» Required action: Word for word, restate the lines of the material below from its first line through the one containing "use tessera_store::StoreError;". Omit the rest.

» Source material:
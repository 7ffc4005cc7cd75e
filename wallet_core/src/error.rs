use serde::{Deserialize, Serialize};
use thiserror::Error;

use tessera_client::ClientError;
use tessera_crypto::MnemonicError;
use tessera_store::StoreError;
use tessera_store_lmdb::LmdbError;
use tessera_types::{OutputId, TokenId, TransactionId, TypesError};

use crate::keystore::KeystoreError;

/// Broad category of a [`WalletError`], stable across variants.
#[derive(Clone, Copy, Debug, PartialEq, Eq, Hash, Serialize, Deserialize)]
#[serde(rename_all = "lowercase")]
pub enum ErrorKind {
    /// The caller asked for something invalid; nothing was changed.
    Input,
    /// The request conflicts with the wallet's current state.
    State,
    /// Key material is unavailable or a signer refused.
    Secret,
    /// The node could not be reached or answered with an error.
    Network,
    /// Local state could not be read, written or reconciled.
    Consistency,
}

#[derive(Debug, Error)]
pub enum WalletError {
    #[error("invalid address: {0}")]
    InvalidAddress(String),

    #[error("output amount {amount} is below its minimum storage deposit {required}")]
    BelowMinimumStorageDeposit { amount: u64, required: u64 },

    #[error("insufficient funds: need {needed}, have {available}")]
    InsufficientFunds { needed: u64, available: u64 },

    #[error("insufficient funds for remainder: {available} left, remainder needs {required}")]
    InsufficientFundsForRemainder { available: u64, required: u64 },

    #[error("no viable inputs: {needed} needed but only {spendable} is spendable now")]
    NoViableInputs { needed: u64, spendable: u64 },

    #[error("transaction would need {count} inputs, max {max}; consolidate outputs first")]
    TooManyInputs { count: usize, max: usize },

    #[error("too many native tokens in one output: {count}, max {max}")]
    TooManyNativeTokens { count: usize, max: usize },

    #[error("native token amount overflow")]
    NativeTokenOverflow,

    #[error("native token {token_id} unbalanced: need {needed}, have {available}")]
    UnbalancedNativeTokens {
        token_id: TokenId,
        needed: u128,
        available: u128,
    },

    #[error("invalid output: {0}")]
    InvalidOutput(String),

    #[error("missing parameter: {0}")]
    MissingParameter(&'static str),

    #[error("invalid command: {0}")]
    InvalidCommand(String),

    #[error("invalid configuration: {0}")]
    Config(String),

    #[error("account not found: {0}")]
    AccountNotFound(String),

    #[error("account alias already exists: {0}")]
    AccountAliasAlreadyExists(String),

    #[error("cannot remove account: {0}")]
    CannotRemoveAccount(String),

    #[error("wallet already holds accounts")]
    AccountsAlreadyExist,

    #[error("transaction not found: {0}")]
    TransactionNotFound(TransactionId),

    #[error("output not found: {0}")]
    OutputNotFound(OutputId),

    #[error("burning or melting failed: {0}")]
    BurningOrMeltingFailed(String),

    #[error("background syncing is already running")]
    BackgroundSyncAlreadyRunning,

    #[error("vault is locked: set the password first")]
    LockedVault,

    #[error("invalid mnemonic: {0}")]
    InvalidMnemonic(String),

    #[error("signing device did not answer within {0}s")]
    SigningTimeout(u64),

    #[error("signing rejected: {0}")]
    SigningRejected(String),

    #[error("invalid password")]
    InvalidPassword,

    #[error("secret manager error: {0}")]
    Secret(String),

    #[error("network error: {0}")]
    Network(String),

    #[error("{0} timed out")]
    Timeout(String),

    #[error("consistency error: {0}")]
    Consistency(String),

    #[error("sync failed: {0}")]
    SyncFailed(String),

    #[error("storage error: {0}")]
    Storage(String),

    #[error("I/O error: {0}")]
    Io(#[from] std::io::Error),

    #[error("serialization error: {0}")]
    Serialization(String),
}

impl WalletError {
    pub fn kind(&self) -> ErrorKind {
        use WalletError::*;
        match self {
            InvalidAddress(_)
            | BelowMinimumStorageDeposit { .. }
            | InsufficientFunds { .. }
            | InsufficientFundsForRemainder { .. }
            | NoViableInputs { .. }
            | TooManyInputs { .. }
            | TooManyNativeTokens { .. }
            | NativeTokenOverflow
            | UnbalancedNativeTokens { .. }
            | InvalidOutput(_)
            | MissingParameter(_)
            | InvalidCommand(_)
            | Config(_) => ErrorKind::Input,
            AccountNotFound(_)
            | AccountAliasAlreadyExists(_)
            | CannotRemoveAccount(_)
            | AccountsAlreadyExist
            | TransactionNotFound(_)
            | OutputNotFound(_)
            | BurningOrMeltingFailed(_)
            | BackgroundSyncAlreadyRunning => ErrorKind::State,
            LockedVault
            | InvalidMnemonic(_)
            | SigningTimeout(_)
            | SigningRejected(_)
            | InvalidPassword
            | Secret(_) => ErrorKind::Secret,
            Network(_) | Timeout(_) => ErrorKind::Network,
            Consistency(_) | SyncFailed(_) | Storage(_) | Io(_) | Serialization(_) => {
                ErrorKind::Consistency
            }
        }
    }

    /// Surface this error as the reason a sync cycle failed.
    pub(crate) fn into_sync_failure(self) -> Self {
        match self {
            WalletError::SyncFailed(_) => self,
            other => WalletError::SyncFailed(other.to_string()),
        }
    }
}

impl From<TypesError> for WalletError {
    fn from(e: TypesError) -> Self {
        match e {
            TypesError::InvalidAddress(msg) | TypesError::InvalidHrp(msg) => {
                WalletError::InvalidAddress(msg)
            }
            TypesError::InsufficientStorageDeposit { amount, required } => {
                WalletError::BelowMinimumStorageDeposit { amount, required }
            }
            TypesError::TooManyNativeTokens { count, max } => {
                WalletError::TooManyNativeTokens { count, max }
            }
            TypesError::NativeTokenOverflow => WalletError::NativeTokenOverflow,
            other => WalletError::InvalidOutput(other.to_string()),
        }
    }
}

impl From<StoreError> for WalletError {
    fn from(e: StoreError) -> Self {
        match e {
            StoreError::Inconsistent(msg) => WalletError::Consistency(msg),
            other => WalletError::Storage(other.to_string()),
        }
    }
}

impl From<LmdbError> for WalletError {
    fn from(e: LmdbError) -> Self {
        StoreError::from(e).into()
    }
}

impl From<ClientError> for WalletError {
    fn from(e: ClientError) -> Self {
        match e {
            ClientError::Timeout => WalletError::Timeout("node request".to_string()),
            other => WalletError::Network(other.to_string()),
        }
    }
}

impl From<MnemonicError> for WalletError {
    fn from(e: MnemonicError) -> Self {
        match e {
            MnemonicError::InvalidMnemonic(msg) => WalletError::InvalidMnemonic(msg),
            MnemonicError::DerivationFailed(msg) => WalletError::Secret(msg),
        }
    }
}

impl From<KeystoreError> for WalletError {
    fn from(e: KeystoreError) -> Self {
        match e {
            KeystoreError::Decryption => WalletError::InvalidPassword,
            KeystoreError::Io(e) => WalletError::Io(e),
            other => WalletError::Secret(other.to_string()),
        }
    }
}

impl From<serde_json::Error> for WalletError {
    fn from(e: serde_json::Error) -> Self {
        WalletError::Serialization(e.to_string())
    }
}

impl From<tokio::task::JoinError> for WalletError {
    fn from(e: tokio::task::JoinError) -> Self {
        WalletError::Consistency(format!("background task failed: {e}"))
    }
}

» Answer:
repository 7ffc4005cc7cd75e
filename wallet_core/src/error.rs
use serde::{Deserialize, Serialize};
use thiserror::Error;

use tessera_client::ClientError;
use tessera_crypto::MnemonicError;
use tessera_store::StoreError;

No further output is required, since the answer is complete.